■ **TASK REQUIREMENTS**: Please repeat each line of the data exactly, with nothing left out.

Start of DATASET

use std::fmt;

/// The data-error class from spec.md §7: surfaced as synthetic events on
/// `/store/error`, never returned directly to a caller that isn't watching
/// or waiting. Implements `std::error::Error` by hand, in the same spirit
/// as `doozer_base::error::SimpleErr`, so it converts into `doozer_base::Error`
/// for free via that crate's blanket `From` impl.
#[derive(Clone, Debug, Eq, PartialEq)]
pub enum StoreError {
    BadPath(String),
    BadMutation,
    CasMismatch,
    NotADirectory(String),
    IsADirectory(String),
}

impl fmt::Display for StoreError {
    fn fmt(&self, f: &mut fmt::Formatter<'_>) -> fmt::Result {
        match self {
            StoreError::BadPath(p) => write!(f, "bad path: {p:?}"),
            StoreError::BadMutation => write!(f, "bad mutation"),
            StoreError::CasMismatch => write!(f, "cas mismatch"),
            StoreError::NotADirectory(p) => write!(f, "not a directory: {p:?}"),
            StoreError::IsADirectory(p) => write!(f, "is a directory: {p:?}"),
        }
    }
}

impl std::error::Error for StoreError {}

/// Returned once, to a caller that asked to `Wait` on a seqn that has
/// already been applied (spec.md §7, class 2).
#[derive(Clone, Copy, Debug, Eq, PartialEq)]
pub struct TooLate;

impl fmt::Display for TooLate {
    fn fmt(&self, f: &mut fmt::Formatter<'_>) -> fmt::Result {
        write!(f, "too late: seqn already applied")
    }
}

impl std::error::Error for TooLate {}
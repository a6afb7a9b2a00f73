//! Node identity and the framed wire format that carries Paxos messages
//! between replicas. The actual UDP/TCP socket plumbing is out of scope:
//! this crate only owns encoding, decoding, and the per-peer send/receive
//! queues that a transport drains and fills.

mod node;
mod wire;

pub use node::{Node, NodeId};
pub use wire::{Kind, Msg, WireError};
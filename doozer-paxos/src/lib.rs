//! Single-decree Paxos over the store's mutation log: a per-seqn
//! [`instance::Instance`], a sliding-window [`manager::Manager`] that owns
//! them and talks to the tree, membership derivation in [`registrar`], and
//! the join/catch-up handshake in [`join`].

pub mod instance;
pub mod join;
pub mod manager;
pub mod registrar;

pub use instance::{Instance, Outbox};
pub use join::{bootstrap_first, handle_join_request, join_cluster, JoinRequest, JoinResponse};
pub use manager::{spawn_proposer, Manager, Proposer, DEFAULT_ALPHA};
pub use registrar::{read_membership, read_membership_as_of, Membership};
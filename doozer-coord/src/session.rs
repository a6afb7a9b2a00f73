//! Session expiry: a `/session/<id>` file's body is a deadline in
//! nanoseconds, rearmed on every applied `Set`; when the deadline passes
//! without a renewal, the session is deleted, which in turn is what
//! `lock::clean` watches for to release that session's locks.
//!
//! The reference leaves this half-built (a `TODO` at the rearm point in
//! the Go session package); its min-heap is exactly the `timer` primitive's,
//! so this module is a thin instantiation of [`crate::timer::drive`] over
//! `/session/*` rather than a second heap implementation.

use doozer_paxos::Proposer;
use doozer_store::Store;

/// Runs forever, deleting sessions whose deadline has passed. Spawn once
/// per node alongside [`crate::lock::clean`].
pub async fn clean(store: Store, proposer: Proposer) {
    crate::timer::drive(store, "/session/*", proposer, None).await;
}

#[cfg(test)]
mod tests {
    use super::*;
    use doozer_net::NodeId;
    use doozer_paxos::{spawn_proposer, Manager};
    use doozer_store::{Cas, ReadCas};
    use std::time::Duration;

    #[tokio::test]
    async fn deletes_a_session_once_its_deadline_passes() {
        let store = Store::spawn();
        store.propose(1, doozer_store::encode_set("/doozer/slot/0", Cas::Clobber, b"solo")).await.unwrap();
        store.sync(1).await;
        let proposer = spawn_proposer(Manager::new(NodeId("solo".into()), store.clone(), 1));

        let deadline = crate::timer::now_ns() + 20_000_000;
        let seqn = proposer.propose(format!(":/session/a={deadline}")).await;
        store.sync(seqn).await;

        tokio::spawn(clean(store.clone(), proposer));

        for _ in 0..300 {
            let (_, cas) = store.get("/session/a").await;
            if cas == ReadCas::Missing {
                return;
            }
            tokio::time::sleep(Duration::from_millis(10)).await;
        }
        panic!("session was never expired");
    }

    #[tokio::test]
    async fn a_renewal_before_the_deadline_prevents_expiry() {
        let store = Store::spawn();
        store.propose(1, doozer_store::encode_set("/doozer/slot/0", Cas::Clobber, b"solo")).await.unwrap();
        store.sync(1).await;
        let proposer = spawn_proposer(Manager::new(NodeId("solo".into()), store.clone(), 1));

        let short_deadline = crate::timer::now_ns() + 15_000_000;
        let seqn = proposer.propose(format!(":/session/a={short_deadline}")).await;
        store.sync(seqn).await;

        tokio::spawn(clean(store.clone(), proposer.clone()));

        tokio::time::sleep(Duration::from_millis(5)).await;
        let far_deadline = crate::timer::now_ns() + 1_000_000_000;
        let (_, cas) = store.get("/session/a").await;
        let ReadCas::Seqn(n) = cas else { panic!("session should still exist") };
        let seqn = proposer.propose(format!("{}:/session/a={far_deadline}", Cas::Seqn(n))).await;
        store.sync(seqn).await;

        tokio::time::sleep(Duration::from_millis(50)).await;
        let (body, cas) = store.get("/session/a").await;
        assert_ne!(cas, ReadCas::Missing);
        assert_eq!(body, vec![far_deadline.to_string()]);
    }
}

End of DATASET

■ **OUTPUT BELOW**:
use std::fmt;

/// The data-error class from spec.md §7: surfaced as synthetic events on
/// `/store/error`, never returned directly to a caller that isn't watching
/// or waiting. Implements `std::error::Error` by hand, in the same spirit
/// as `doozer_base::error::SimpleErr`, so it converts into `doozer_base::Error`
/// for free via that crate's blanket `From` impl.
#[derive(Clone, Debug, Eq, PartialEq)]
pub enum StoreError {
    BadPath(String),
    BadMutation,
    CasMismatch,
    NotADirectory(String),
    IsADirectory(String),
}

impl fmt::Display for StoreError {
    fn fmt(&self, f: &mut fmt::Formatter<'_>) -> fmt::Result {
        match self {
            StoreError::BadPath(p) => write!(f, "bad path: {p:?}"),
            StoreError::BadMutation => write!(f, "bad mutation"),
            StoreError::CasMismatch => write!(f, "cas mismatch"),
            StoreError::NotADirectory(p) => write!(f, "not a directory: {p:?}"),
            StoreError::IsADirectory(p) => write!(f, "is a directory: {p:?}"),
        }
    }
}

impl std::error::Error for StoreError {}

/// Returned once, to a caller that asked to `Wait` on a seqn that has
/// already been applied (spec.md §7, class 2).
#[derive(Clone, Copy, Debug, Eq, PartialEq)]
pub struct TooLate;

impl fmt::Display for TooLate {
    fn fmt(&self, f: &mut fmt::Formatter<'_>) -> fmt::Result {
        write!(f, "too late: seqn already applied")
    }
}

impl std::error::Error for TooLate {}
repository a6afb7a9b2a00f73
//! Node identity and the framed wire format that carries Paxos messages
//! between replicas. The actual UDP/TCP socket plumbing is out of scope:
//! this crate only owns encoding, decoding, and the per-peer send/receive
//! queues that a transport drains and fills.

mod node;
mod wire;

pub use node::{Node, NodeId};
pub use wire::{Kind, Msg, WireError};
filename doozer-paxos/src/lib.rs
//! Single-decree Paxos over the store's mutation log: a per-seqn
//! [`instance::Instance`], a sliding-window [`manager::Manager`] that owns
//! them and talks to the tree, membership derivation in [`registrar`], and
//! the join/catch-up handshake in [`join`].

pub mod instance;
pub mod join;
pub mod manager;
pub mod registrar;

pub use instance::{Instance, Outbox};
pub use join::{bootstrap_first, handle_join_request, join_cluster, JoinRequest, JoinResponse};
pub use manager::{spawn_proposer, Manager, Proposer, DEFAULT_ALPHA};
pub use registrar::{read_membership, read_membership_as_of, Membership};
filename doozer-coord/src/session.rs
repository a6afb7a9b2a00f73
//! Session expiry: a `/session/<id>` file's body is a deadline in
//! nanoseconds, rearmed on every applied `Set`; when the deadline passes
//! without a renewal, the session is deleted, which in turn is what
//! `lock::clean` watches for to release that session's locks.
//!
//! The reference leaves this half-built (a `TODO` at the rearm point in
//! the Go session package); its min-heap is exactly the `timer` primitive's,
//! so this module is a thin instantiation of [`crate::timer::drive`] over
//! `/session/*` rather than a second heap implementation.

use doozer_paxos::Proposer;
use doozer_store::Store;

/// Runs forever, deleting sessions whose deadline has passed. Spawn once
/// per node alongside [`crate::lock::clean`].
pub async fn clean(store: Store, proposer: Proposer) {
    crate::timer::drive(store, "/session/*", proposer, None).await;
}

#[cfg(test)]
mod tests {
    use super::*;
    use doozer_net::NodeId;
    use doozer_paxos::{spawn_proposer, Manager};
    use doozer_store::{Cas, ReadCas};
    use std::time::Duration;

    #[tokio::test]
    async fn deletes_a_session_once_its_deadline_passes() {
        let store = Store::spawn();
        store.propose(1, doozer_store::encode_set("/doozer/slot/0", Cas::Clobber, b"solo")).await.unwrap();
        store.sync(1).await;
        let proposer = spawn_proposer(Manager::new(NodeId("solo".into()), store.clone(), 1));

        let deadline = crate::timer::now_ns() + 20_000_000;
        let seqn = proposer.propose(format!(":/session/a={deadline}")).await;
        store.sync(seqn).await;

        tokio::spawn(clean(store.clone(), proposer));

        for _ in 0..300 {
            let (_, cas) = store.get("/session/a").await;
            if cas == ReadCas::Missing {
                return;
            }
            tokio::time::sleep(Duration::from_millis(10)).await;
        }
        panic!("session was never expired");
    }

    #[tokio::test]
    async fn a_renewal_before_the_deadline_prevents_expiry() {
        let store = Store::spawn();
        store.propose(1, doozer_store::encode_set("/doozer/slot/0", Cas::Clobber, b"solo")).await.unwrap();
        store.sync(1).await;
        let proposer = spawn_proposer(Manager::new(NodeId("solo".into()), store.clone(), 1));

        let short_deadline = crate::timer::now_ns() + 15_000_000;
        let seqn = proposer.propose(format!(":/session/a={short_deadline}")).await;
        store.sync(seqn).await;

        tokio::spawn(clean(store.clone(), proposer.clone()));

        tokio::time::sleep(Duration::from_millis(5)).await;
        let far_deadline = crate::timer::now_ns() + 1_000_000_000;
        let (_, cas) = store.get("/session/a").await;
        let ReadCas::Seqn(n) = cas else { panic!("session should still exist") };
        let seqn = proposer.propose(format!("{}:/session/a={far_deadline}", Cas::Seqn(n))).await;
        store.sync(seqn).await;

        tokio::time::sleep(Duration::from_millis(50)).await;
        let (body, cas) = store.get("/session/a").await;
        assert_ne!(cas, ReadCas::Missing);
        assert_eq!(body, vec![far_deadline.to_string()]);
    }
}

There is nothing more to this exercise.